Also, if you don't think a limited income is an excuse, let's call it a limited BUDGET.  Even if someone has the money to experiment with something, they might not want to waste the money doing so when they can simply ask someone else how it's done.
Also, there are some people who are just in this "hobby" to try and make money, so they are trying to learn as quickly as possible.


----------



## Nick (Jan 13, 2011)

Displaced Canadian said:


> I think people learn from experience. If somebody can learn from my experience and save themselves time,money and personal injury it is a good thing. Myself I will ask questions so I understand the idea and the way it is normally done then I go on from there. In my chosen industry there are somethings you can find out for yourself and others if somebody doesn't tell you it will take you a lot of time and some damaged goods before you find out on your own.



Very well said as is some of the other comments!!
It makes no difference if one does not have a budget for penturning or an unlimited budget. If a person has a question and an answer or suggestion is given, they have the option to accept or reject or eapand on the suggestion. Much can be learned from others sharing information and techniques. I have learned things from beginning turners ideas and designs.

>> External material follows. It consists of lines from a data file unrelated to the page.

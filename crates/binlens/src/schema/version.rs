//! Versioned table definitions
//!
//! A table can change shape over the inspected window, so its definition is
//! kept as a set of versions, each tagged with the position of the DDL that
//! produced it. The catalog-loaded definition carries a sentinel tag and acts
//! as the baseline.

use serde::{Deserialize, Serialize};

use crate::common::position::LogPosition;

/// Sentinel segment name marking a baseline (no-DDL) version.
pub const BASELINE_SEGMENT: &str = "_";

/// One column: name plus declared type as reported by the catalog
/// (`information_schema.columns.DATA_TYPE`, e.g. `int`, `varchar`, `text`).
#[derive(Debug, Clone, PartialEq, Eq, Serialize, Deserialize)]
pub struct FieldInfo {
    #[serde(rename = "column_name")]
    pub name: String,
    #[serde(rename = "column_type")]
    pub type_name: String,
}

impl FieldInfo {
    pub fn new(name: impl Into<String>, type_name: impl Into<String>) -> Self {
        Self {
            name: name.into(),
            type_name: type_name.into(),
        }
    }

    /// Time-typed columns get their decoded values normalized to strings.
    pub fn is_time_type(&self) -> bool {
        matches!(self.type_name.as_str(), "datetime" | "timestamp")
    }

    /// TEXT columns arrive from the log as blobs and need decoding to text.
    pub fn is_text_stored_as_blob(&self) -> bool {
        self.type_name.to_ascii_lowercase().contains("text")
    }
}

/// Ordered key column names.
pub type KeyInfo = Vec<String>;

/// Position of the DDL that produced a schema version.
#[derive(Debug, Clone, PartialEq, Eq, Serialize, Deserialize)]
pub struct DdlPosition {
    #[serde(rename = "binlog")]
    pub segment: String,
    #[serde(rename = "start_position")]
    pub start_offset: u64,
    #[serde(rename = "stop_position")]
    pub stop_offset: u64,
    #[serde(rename = "ddl_sql")]
    pub statement: String,
}

impl DdlPosition {
    /// Baseline sentinel: no DDL, the catalog-loaded definition.
    pub fn baseline() -> Self {
        Self {
            segment: BASELINE_SEGMENT.to_string(),
            start_offset: 0,
            stop_offset: 0,
            statement: String::new(),
        }
    }

    pub fn is_baseline(&self) -> bool {
        self.segment == BASELINE_SEGMENT || self.start_offset == 0 && self.segment.is_empty()
    }

    /// Position this version became active at.
    pub fn position(&self) -> LogPosition {
        LogPosition::new(self.segment.clone(), self.start_offset)
    }

    /// Stable map key: `<segment>/<start>/<stop>`.
    pub fn key(&self) -> String {
        format!("{}/{}/{}", self.segment, self.start_offset, self.stop_offset)
    }
}

/// One version of a table definition.
#[derive(Debug, Clone, PartialEq, Eq, Serialize, Deserialize)]
pub struct SchemaVersion {
    pub database: String,
    pub table: String,
    #[serde(default)]
    pub columns: Vec<FieldInfo>,
    #[serde(default)]
    pub primary_key: KeyInfo,
    #[serde(default)]
    pub unique_keys: Vec<KeyInfo>,
    #[serde(rename = "ddl_info")]
    pub ddl: DdlPosition,
}

impl SchemaVersion {
    /// New baseline version with no columns or keys yet.
    pub fn baseline(database: impl Into<String>, table: impl Into<String>) -> Self {
        Self {
            database: database.into(),
            table: table.into(),
            columns: Vec::new(),
            primary_key: Vec::new(),
            unique_keys: Vec::new(),
            ddl: DdlPosition::baseline(),
        }
    }

    /// The key to build row-identifying WHERE clauses from: the primary key
    /// when there is one, else the first unique key.
    pub fn preferred_key(&self) -> Option<&KeyInfo> {
        if !self.primary_key.is_empty() {
            Some(&self.primary_key)
        } else {
            self.unique_keys.first()
        }
    }

    /// Column positions of the key columns, in key order. Key columns that no
    /// longer exist are dropped.
    pub fn key_column_indexes(&self, key: &KeyInfo) -> Vec<usize> {
        key.iter()
            .filter_map(|name| self.columns.iter().position(|c| &c.name == name))
            .collect()
    }
}

/// Pad a column list out to `count` entries, naming columns the definition
/// no longer carries. Replay windows can contain row images captured before
/// columns were dropped.
pub fn padded_columns(count: usize, columns: &[FieldInfo]) -> Vec<FieldInfo> {
    let mut out = columns.to_vec();
    for idx in out.len()..count {
        out.push(FieldInfo::new(
            format!("dropped_column_{idx}"),
            "unknown_type",
        ));
    }
    out.truncate(count);
    out
}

That is what, IMHO sharing is all about.


----------



## MesquiteMan (Jan 13, 2011)

Moderator hat on here...There is ABSOLUTELY nothing at all wrong with asking any question that falls within the AUP or TOS here at IAP.  Every question is welcome and hopefully will be answered by many different people with different perspectives.  Afterall, that is the purpose of IAP...sharing information to advance the art of penturning.


----------



## MesquiteMan (Jan 13, 2011)

Now, personal hat on here...

I think what Mac may be referring to are the posts where people come on and ask "Do you think this will work" when they are trying something they think is new.  In the back of my mind I always comment to myself, "why don't you just try it and let US know that it does or does not work".  Of course, you will never see me post that as a reply to a question since that would be rude and counterproductive to what IAP is about but I want to many times.  Personally, in this type of scenario, I will NEVER ask that.  I will just go and try it myself and see if I can figure it out.  I have MANY failures to prove that ideas don't always work.  Especially when it comes to casting.  Most of those failures have not cost me much more than just a little time and some resin costs but it does cost a little.  Some folks are one such a tight budget that even that little bit is too much to spare I guess.

It also boils down to some of us are naturally creators and leaders and some of us are naturally followers.  Many want complete tutorials so they can FOLLOW step by step.  Nothing wrong with having that mindset but it would do all of us good sometime to broaden our horizons and "JUST DO IT".


----------



## Aerotech (Jan 13, 2011)

I've been turning pens for about 9 months now and when i first started i was always on this site.  i feel like i threw away a handful of money on mistakes and wanted to know as much as possible before i went any further.  Now i feel like i know a little something.  i blew out a pen on the pen press the other day and i loaded it on the lathe, cut it back to a clean spot and shortenend the brass.  i now have a funny looking slimline, but i also have the confidence to try something like that where 8 months ago i was afraid to tell the wife i needed another hundred.


----------



## Drstrangefart (Jan 13, 2011)

I usually experiment before asking unless I have either very limited supplies or limited time. Sometimes I'm just curious about what to expect.


----------



## CabinetMaker (Jan 13, 2011)

I can tell you everything you need to know about baking a cake but that does not mean that the first cake you bake following my recipe will turn out like my cake.  It takes experience with backing to understand things such as adjusting the recipe for your altitude and how relative humidity effects t he out come.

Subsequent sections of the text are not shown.